### Data records
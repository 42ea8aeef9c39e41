use std::net::SocketAddr;
use thiserror::Error;

pub type ScatterResult<T> = Result<T, ScatterError>;

#[derive(Debug, Error)]
pub enum ScatterError {
    #[error("key not found: {0}")]
    NotFound(String),

    #[error("timed out fetching key {key} from network")]
    FetchTimeout { key: String },

    #[error("peer not found: {0}")]
    PeerNotFound(SocketAddr),

    #[error("frame too large: {size} bytes (max {max})")]
    FrameTooLarge { size: usize, max: usize },

    #[error("decode error: {0}")]
    Decode(String),

    #[error("handshake failed: {0}")]
    Handshake(String),

    #[error("storage error: {0}")]
    Storage(String),

    #[error("crypto error: {0}")]
    Crypto(String),

    #[error("config error: {0}")]
    Config(String),

    #[error("I/O error: {0}")]
    Io(#[from] std::io::Error),

    #[error(transparent)]
    Other(#[from] anyhow::Error),
}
######
- Task prompt:
Only a number is wanted: how many lines of the data above contain "String"?

- Your solution:
7